E-mails prompt requests for probe of Air Force secretary
The discovery of a number of e-mail exchanges dating from the spring of 2003 about the Air Force's plan to lease 100 Boeing tankers triggered requests for a Justice Department review of the potential violation of conflict-of-interest statutes, sources familiar with the investigation said Thursday.
Sources who have seen the e-mails said that in the exchanges between Air Force Secretary James Roche and OMB National Security Chief Robin Cleveland, Roche offered to help Cleveland's brother seek employment with Northrop Grumman Corp., where Roche served as a senior executive prior to his public appointment. According to sources, Cleveland is said to have agreed to back the Air Force's controversial proposal to lease the Boeing aircraft.
However, a press release issued Thursday by Lt. Col. Michael Caldwell, a spokesman for Roche, indicated that the Air Force's own chief ethics official deemed the e-mail exchange to be in compliance with law and federal ethics regulations.
"The secretary's e-mail reply to an individual in the Office of Management and Budget was a light-hearted exchange between longtime friends and colleagues," according to the press release. "Consequently, the secretary's comments were appropriate given his long-standing friendship with this individual."

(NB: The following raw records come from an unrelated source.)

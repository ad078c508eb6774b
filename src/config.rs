use anyhow::{Context, Result};
use serde::Deserialize;
use std::{env, time::Duration};

#[derive(Debug, Clone, Deserialize)]
pub struct Config {
    pub server: ServerConfig,
    pub storage: StorageConfig,
    pub game: GameConfig,
}

#[derive(Debug, Clone, Deserialize)]
pub struct ServerConfig {
    pub host: String,
    pub port: u16,
    pub frontend_dir: String,
}

#[derive(Debug, Clone, Deserialize)]
pub struct StorageConfig {
    /// `None` keeps preferences in memory only
    pub preferences_path: Option<String>,
}

#[derive(Debug, Clone, Deserialize)]
pub struct GameConfig {
    /// Seconds without activity before a session is dropped
    pub session_idle_timeout: u64,
    /// Seconds between idle-session sweeps
    pub cleanup_interval: u64,
}

impl Config {
    pub fn from_env() -> Result<Self> {
        dotenvy::dotenv().ok();

        let server = ServerConfig {
            host: env::var("HOST")
                .unwrap_or_else(|_| "0.0.0.0".to_string()),
            port: env::var("PORT")
                .unwrap_or_else(|_| "3000".to_string())
                .parse()
                .context("PORT must be a number")?,
            frontend_dir: env::var("FRONTEND_DIR")
                .unwrap_or_else(|_| "../frontend".to_string()),
        };

        let preferences_path = match env::var("PREFERENCES_PATH") {
            Ok(path) if path.trim().is_empty() => None,
            Ok(path) => Some(path),
            Err(_) => Some("./preferences.json".to_string()),
        };
        let storage = StorageConfig { preferences_path };

        let game = GameConfig {
            session_idle_timeout: env::var("SESSION_IDLE_TIMEOUT")
                .unwrap_or_else(|_| "3600".to_string())
                .parse()
                .context("SESSION_IDLE_TIMEOUT must be a number of seconds")?,
            cleanup_interval: env::var("SESSION_CLEANUP_INTERVAL")
                .unwrap_or_else(|_| "60".to_string())
                .parse()
                .unwrap_or(60),
        };

        Ok(Config {
            server,
            storage,
            game,
        })
    }

    pub fn server_addr(&self) -> String {
        format!("{}:{}", self.server.host, self.server.port)
    }

    pub fn session_idle_timeout(&self) -> Duration {
        Duration::from_secs(self.game.session_idle_timeout)
    }

    pub fn cleanup_interval(&self) -> Duration {
        // tokio::time::interval panics on a zero period
        Duration::from_secs(self.game.cleanup_interval.max(1))
    }
}

#[cfg(test)]
impl Config {
    /// Configuration for tests: in-memory preferences, short timeouts
    pub fn for_tests() -> Self {
        Config {
            server: ServerConfig {
                host: "127.0.0.1".to_string(),
                port: 0,
                frontend_dir: "../frontend".to_string(),
            },
            storage: StorageConfig {
                preferences_path: None,
            },
            game: GameConfig {
                session_idle_timeout: 60,
                cleanup_interval: 1,
            },
        }
    }
}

OMB had initially opposed various aspects of the multi-billion tanker deal, and in February 2003 raised several concerns, including the aircraft price, contract clauses, system specification in the contract, the issue of termination liability, and the tax implications associated with relying on a special-purpose entity to carry the deal. But in May 2003, shortly before the Air Force awarded a contract to Boeing for the lease of up to 20 tanker aircraft and the purchase of as many as 80, OMB issued a statement in support of the deal.
The e-mails in question are part of a Senate Armed Services Committee inquiry into the Air Force's tanker lease proposal. A committee spokesman declined to comment on the matter. Chad Kolton, an OMB spokesman, said OMB had brought the documents to the committee's attention earlier this month.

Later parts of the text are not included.